Che, Elvis Shu (2011-12-12)


As reservoirs become more complex and drilling operations more expensive, the need to reduce both inefficiencies and costs for constructing and analyzing high quality static models is essential. The effective and efficient production of petroleum from a reservoir lies on the proper characterization of the reservoir. Once the static model resulting from reservoir characterization is satisfactory and heterogeneities taken care of, it is but evident that the uncertainties will be minimized, hence proper optimization of production. The problem to be solved is that of appropriately classifying log-facies for static reservoir modelling using an integrated approach (combining both petrophysical and elastic rock properties) which arises from the need to better characterise a reservoir as a function of its log-facies.
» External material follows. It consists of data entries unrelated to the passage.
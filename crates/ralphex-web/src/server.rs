use std::net::{SocketAddr, TcpListener, TcpStream};
use std::thread::{self, JoinHandle};
use std::time::Duration;

use ralphex_core::CancelToken;

use crate::error::WebError;
use crate::handler::{handle_index, handle_plan, ApiState};
use crate::request::{parse_request, HttpMethod};
use crate::response::{error_response, write_response};
use crate::router::Router;
use crate::sse;

const ACCEPT_POLL: Duration = Duration::from_millis(50);

/// Synchronous dashboard server: a polling accept loop that observes the
/// cancellation token, one short-lived thread per connection.
pub struct DashboardServer {
    addr: String,
    state: ApiState,
    router: Router,
}

impl DashboardServer {
    pub fn new(host: &str, port: u16, state: ApiState) -> Self {
        let mut router = Router::new();
        router.add_route(HttpMethod::Get, "/", handle_index);
        router.add_route(HttpMethod::Get, "/api/plan", handle_plan);
        Self {
            addr: format!("{host}:{port}"),
            state,
            router,
        }
    }

    /// Bind the listener and run the accept loop on a background thread.
    /// Returns the bound address (useful with port 0) and the thread handle.
    pub fn start(self, cancel: CancelToken) -> Result<(SocketAddr, JoinHandle<()>), WebError> {
        let listener = TcpListener::bind(&self.addr).map_err(|source| WebError::Bind {
            addr: self.addr.clone(),
            source,
        })?;
        let local_addr = listener.local_addr()?;
        listener.set_nonblocking(true)?;

        let handle = thread::spawn(move || self.accept_loop(listener, cancel));
        Ok((local_addr, handle))
    }

    fn accept_loop(self, listener: TcpListener, cancel: CancelToken) {
        loop {
            if cancel.is_cancelled() {
                return;
            }
            match listener.accept() {
                Ok((stream, _)) => {
                    let state = self.state.clone();
                    let router = self.router.clone();
                    let cancel = cancel.clone();
                    thread::spawn(move || {
                        if let Err(err) = handle_connection(stream, &state, &router, &cancel) {
                            eprintln!("warning: dashboard connection failed: {err}");
                        }
                    });
                }
                Err(err) if err.kind() == std::io::ErrorKind::WouldBlock => {
                    if cancel.sleep(ACCEPT_POLL) {
                        return;
                    }
                }
                Err(err) => {
                    eprintln!("warning: dashboard accept failed: {err}");
                    if cancel.sleep(ACCEPT_POLL) {
                        return;
                    }
                }
            }
        }
    }
}

fn handle_connection(
    mut stream: TcpStream,
    state: &ApiState,
    router: &Router,
    cancel: &CancelToken,
) -> Result<(), WebError> {
    stream.set_nonblocking(false)?;
    stream.set_read_timeout(Some(Duration::from_secs(5)))?;

    let request = match parse_request(&mut stream) {
        Ok(request) => request,
        Err(err) => {
            let response = error_response(400, &err.to_string());
            return write_response(&mut stream, &response);
        }
    };

    // the event stream outlives a single response; handled outside the router
    if request.method == HttpMethod::Get && request.path == "/api/events" {
        let events = state.bus.subscribe();
        return sse::stream_events(&mut stream, &events, cancel);
    }

    let response = match router.match_route(request.method, &request.path) {
        Some(handler) => handler(&request, state),
        None => error_response(404, "route not found"),
    };
    write_response(&mut stream, &response)
}

/// Host value browsers can connect to; wildcard binds map to localhost.
pub fn connect_host(host: &str) -> &str {
    match host {
        "0.0.0.0" | "::" | "" => "localhost",
        other => other,
    }
}
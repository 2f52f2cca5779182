use std::collections::HashMap;
use std::io::Write;

use serde::Serialize;

use crate::error::WebError;

#[derive(Debug, Clone, PartialEq, Eq)]
pub struct HttpResponse {
    pub status_code: u16,
    pub status_text: String,
    pub headers: HashMap<String, String>,
    pub body: String,
}

fn with_body(status: u16, content_type: &str, body: String) -> HttpResponse {
    let mut headers = HashMap::new();
    headers.insert("Content-Type".to_string(), content_type.to_string());
    headers.insert("Connection".to_string(), "close".to_string());
    headers.insert("Content-Length".to_string(), body.len().to_string());
    HttpResponse {
        status_code: status,
        status_text: status_text(status).to_string(),
        headers,
        body,
    }
}

pub fn json_response(status: u16, body: &impl Serialize) -> HttpResponse {
    let serialized = serde_json::to_string(body)
        .unwrap_or_else(|_| "{\"error\":\"failed to serialize response\"}".to_string());
    with_body(status, "application/json", serialized)
}

pub fn html_response(body: &str) -> HttpResponse {
    with_body(200, "text/html; charset=utf-8", body.to_string())
}

pub fn error_response(status: u16, message: &str) -> HttpResponse {
    json_response(status, &serde_json::json!({ "error": message }))
}

pub fn write_response(stream: &mut impl Write, response: &HttpResponse) -> Result<(), WebError> {
    let mut output = String::new();
    output.push_str(&format!(
        "HTTP/1.1 {} {}\r\n",
        response.status_code, response.status_text
    ));
    for (name, value) in &response.headers {
        output.push_str(&format!("{name}: {value}\r\n"));
    }
    output.push_str("\r\n");
    output.push_str(&response.body);

    stream.write_all(output.as_bytes())?;
    stream.flush()?;
    Ok(())
}

fn status_text(status: u16) -> &'static str {
    match status {
        200 => "OK",
        400 => "Bad Request",
        404 => "Not Found",
        500 => "Internal Server Error",
        _ => "OK",
    }
}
The aim of this work is to integrate petrophysical properties (porosity, water saturation and density) derived from formation evaluation analysis and elastic properties (velocities-Vp, Vs and Vp/Vs ratio) computed through a rock physics model for log-facies classification in static reservoir modelling. Hence, optimizing facies classification for seismic reservoir characterization. The methodology used for this work consists of five steps: acquisition and log data gathering; loading, importing and quality check of data; petrophysical property computations and interpretation; rock physics model computations and log-facies classification. This approach is applied to real log data from two wells in the KK field operated by the Shell Petroleum Development Corporation in the Niger Delta. The results demonstrated an improvement in the classification obtained by integrating both petrophysical and elastic data. Good log-facies analysis leads to the construction of a better static model and without this, including characterisation input, geological models will not be very accurate.